Didn’t tested yet the ML, might be possible.
I hope it helps.
Vasile.
It was simple You just put all pdf in on file Then Use
Use assign activity
Step 2: Create a variable that was in Array String then use
Directory.GetFiles("C:\Users\*\*\UiPath\Form Question 2\Chethan","*pdf")
Use For Each and that should be in the string
use files variable into the for each
now you can read the multiple pdf files
Note: when you give the path address you have to give the full path of the folder from C:\user…
If You get the solution mark it as solved
Hi, me too, need to read all information from 5 invoices in 1 pdf (5 pages), is it possible?
You can use Intelligent Keyword Classifier to split the document. Then you can simply iterate from it’s results and extract from it. After splitting you can also display Classification Station to let the user confirm if the split is ok or not. A flow would look like this:
He doesn’t have multiple PDF files. He has one PDF file that contains multiple invoices, and he wants to individually process the multiple invoices that are in the one PDF.
Intelligent Keyword Classifier can split a single PDF. It will return an array of ClassificationResult, through which you can iterate and use to extract from a particular item/page range in that document. Remember that the Data Extraction Scope also accepts a “ClassificationResult” as input and will run the extraction on that specific region only. See the sample flow I posted above.
Use Document understanding bro you can read all the 5 pages
what will happen if 1 invoice in that pdf is having 2 pages. how to handle that
Use IntelligentKeywordClassifier to try to break down and classify each invoice in your file;
Use Classification Station actions (or standalone at least for testing) to verify the classification and splitting and correct if necessary;
Use a For Each classification result from Classification Station and perform Data Extraction;
Create tasks for each extracted data;
use a parallel for each to wait for task
(last two if you are using Action Center - if you want to use attended Validation Station go ahead directly in the For Each above).
in intelligent keyword classifier should I train it with the pdf with multiple invoice or the individual invoices. I has few pdf with 1 invoice and i trained with those but when I add more its not detecting the pages correctly. sometimes the second page come as the first page for another invoice which has 1 page only.
You should try training with individual invoices (so if you have multiple invoices in a single file break them down and add them as individual files). You should also make sure you have a variety of invoices - not only one-pagers - and see if it improves.

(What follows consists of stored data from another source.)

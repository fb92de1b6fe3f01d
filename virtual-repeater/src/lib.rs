//! A headless windowed-rendering engine.
//!
//! For the list facade and the compiled-in layout strategies, see the
//! `virtual-repeater-adapter` crate.
//!
//! The engine renders a bounded window of a potentially huge item list into a container,
//! recycling a small pool of child handles as the window slides:
//!
//! - [`Repeater`] reconciles children with the window: keyed reuse, container order with few
//!   moves, `O(|delta|)` work for window shifts, and deferred measurement.
//! - [`ScrollCoordinator`] closes the loop with a pluggable [`Layout`]: viewport geometry goes
//!   in, ranges, positions, scroll sizes and scroll corrections come out.
//!
//! It is UI-agnostic. A host provides:
//! - a [`Container`] / [`ScrollHost`] implementation over its node type
//! - a `new_child` factory (and optionally update/recycle callbacks)
//! - scroll/resize notifications, and a call to `flush` once per turn of its event loop
#![cfg_attr(not(feature = "std"), no_std)]
#![forbid(unsafe_code)]

extern crate alloc;

#[cfg(test)]
extern crate std;

#[macro_use]
mod macros;

mod container;
mod coordinator;
mod headless;
mod key;
mod layout;
mod options;
mod repeater;
mod scheduler;
mod types;

#[cfg(test)]
mod tests;

pub use container::{Container, ScrollHost};
pub use coordinator::{MAX_FLUSH_TASKS, ScrollCoordinator, visible_viewport};
pub use headless::{HeadlessContainer, NodeId, NodeIds};
pub use layout::Layout;
pub use options::{
    ItemKeyCallback, MeasureCallback, NewChildCallback, RangeChangeCallback,
    RecycleChildCallback, RepeaterOptions, UpdateChildCallback,
};
pub use repeater::{MeasureBatch, RenderPass, Repeater};
pub use types::{
    Direction, ItemKey, LayoutEvent, Position, RangeChange, Rect, RenderStats, ScrollError,
    Size, VisibleRange, Window,
};

#[doc(hidden)]
pub use key::HandleKey;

Classification and splitting WILL sometimes fail (depending on the complexity of the use case). For such cases specifically we recommend that you use Classification Validation Station (or task in Actions) - if there is no other way to check that the break is correct.
For example, if a file has one page it’s obvious it’s not going to get a bad split (it still might get a bad classification tho). Such simple rules you could build in your workflow to minimize to the best extent possible how many files do get to Classification Station…